Wien. Ausgerechnet ein Schalttag ist für die Regierung ein wichtiger Stichtag. Am 29. Februar will sie die nächsten Schritte für eine Pensionsreform bekannt geben. Wie wichtig hier umfassende Änderungen sind, zeigen die jüngsten Berechnungen von Ulrich Schuh, Forschungsvorstand des Instituts für Wirtschaftsforschung Eco Austria. Der „Presse“ liegt die gesamte Datenanalyse vor. Das Besondere an dieser Auswertung ist, dass sie einen Überblick über die Gesamtsituation liefert. Denn meist wird in der Öffentlichkeit nur über Teilbereiche – wie beispielsweise über die ASVG-Pensionen - diskutiert.

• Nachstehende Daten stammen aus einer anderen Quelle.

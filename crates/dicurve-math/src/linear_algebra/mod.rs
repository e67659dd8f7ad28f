//! Linear algebra utilities.
//!
//! Small dense solves used by the least-squares fitter. Everything is built
//! on `nalgebra` dynamic matrices; the systems are 6×6 at most in practice.

use nalgebra::{DMatrix, DVector};

use crate::error::{MathError, MathResult};

/// Solves a linear system Ax = b using LU decomposition with partial pivoting.
pub fn solve_linear_system(a: &DMatrix<f64>, b: &DVector<f64>) -> MathResult<DVector<f64>> {
    let n = a.nrows();
    if n != a.ncols() {
        return Err(MathError::invalid_input("Matrix must be square"));
    }
    if n != b.len() {
        return Err(MathError::DimensionMismatch {
            rows1: n,
            cols1: n,
            rows2: b.len(),
            cols2: 1,
        });
    }

    let x = a.clone().lu().solve(b).ok_or(MathError::SingularMatrix)?;
    if x.iter().all(|v| v.is_finite()) {
        Ok(x)
    } else {
        Err(MathError::SingularMatrix)
    }
}

/// Solves the Levenberg-Marquardt damped normal equations.
///
/// ```text
/// (JᵀJ + μ·D) δ = Jᵀr
/// ```
///
/// where `D` is `diag(JᵀJ)` (Marquardt scaling) floored at `min_scale`, so a
/// parameter the residuals barely depend on still gets a usable damping term.
/// Cholesky is tried first since the damped matrix is symmetric positive
/// definite in exact arithmetic; LU is the fallback when rounding breaks that.
pub fn solve_damped_normal_equations(
    jtj: &DMatrix<f64>,
    jtr: &DVector<f64>,
    damping: f64,
    min_scale: f64,
) -> MathResult<DVector<f64>> {
    let n = jtj.nrows();
    if n != jtj.ncols() || n != jtr.len() {
        return Err(MathError::DimensionMismatch {
            rows1: jtj.nrows(),
            cols1: jtj.ncols(),
            rows2: jtr.len(),
            cols2: 1,
        });
    }

    let mut damped = jtj.clone();
    for i in 0..n {
        damped[(i, i)] += damping * jtj[(i, i)].max(min_scale);
    }

    if let Some(cholesky) = damped.clone().cholesky() {
        let delta = cholesky.solve(jtr);
        if delta.iter().all(|v| v.is_finite()) {
            return Ok(delta);
        }
    }

    solve_linear_system(&damped, jtr)
}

Laut Schuh sind in Österreich 2014 die Leistungen für alle Pensionisten (Arbeiter und Angestellte, Beamte, Bauern, Selbstständige etc.) von 48,06 Milliarden Euro auf 49,778 Milliarden Euro gestiegen. Davon konnten aber nur 28,369 Milliarden Euro durch die Beiträge der Versicherten abgedeckt werden. Somit ergibt sich eine Deckungslücke von 43 Prozent beziehungsweise 21,409 Milliarden Euro. Für diese Lücke kamen die Steuerzahler auf.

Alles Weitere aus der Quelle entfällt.